RECORDS FOR THIS TASK START

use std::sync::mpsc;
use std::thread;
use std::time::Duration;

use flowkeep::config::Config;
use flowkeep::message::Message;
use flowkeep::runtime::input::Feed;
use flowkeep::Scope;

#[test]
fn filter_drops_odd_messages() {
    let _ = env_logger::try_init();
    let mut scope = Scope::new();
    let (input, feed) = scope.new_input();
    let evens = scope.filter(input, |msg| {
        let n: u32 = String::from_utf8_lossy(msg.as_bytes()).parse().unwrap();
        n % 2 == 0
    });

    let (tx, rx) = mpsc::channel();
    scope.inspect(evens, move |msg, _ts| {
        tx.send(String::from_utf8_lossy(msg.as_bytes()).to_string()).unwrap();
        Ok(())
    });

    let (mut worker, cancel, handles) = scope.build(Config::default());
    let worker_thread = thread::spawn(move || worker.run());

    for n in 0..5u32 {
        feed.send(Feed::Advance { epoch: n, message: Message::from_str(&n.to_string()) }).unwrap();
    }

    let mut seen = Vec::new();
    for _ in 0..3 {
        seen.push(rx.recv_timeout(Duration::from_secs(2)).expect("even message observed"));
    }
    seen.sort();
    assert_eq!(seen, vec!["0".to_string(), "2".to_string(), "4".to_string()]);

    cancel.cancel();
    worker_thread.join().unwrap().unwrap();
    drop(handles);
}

RECORDS FOR THIS TASK END

# WHAT YOU ARE ASKED TO DO
A line belongs in the answer if it contains the word "seen"; copy every such line from the data above.

# EXERCISE ANSWER
    let mut seen = Vec::new();
        seen.push(rx.recv_timeout(Duration::from_secs(2)).expect("even message observed"));
    seen.sort();
    assert_eq!(seen, vec!["0".to_string(), "2".to_string(), "4".to_string()]);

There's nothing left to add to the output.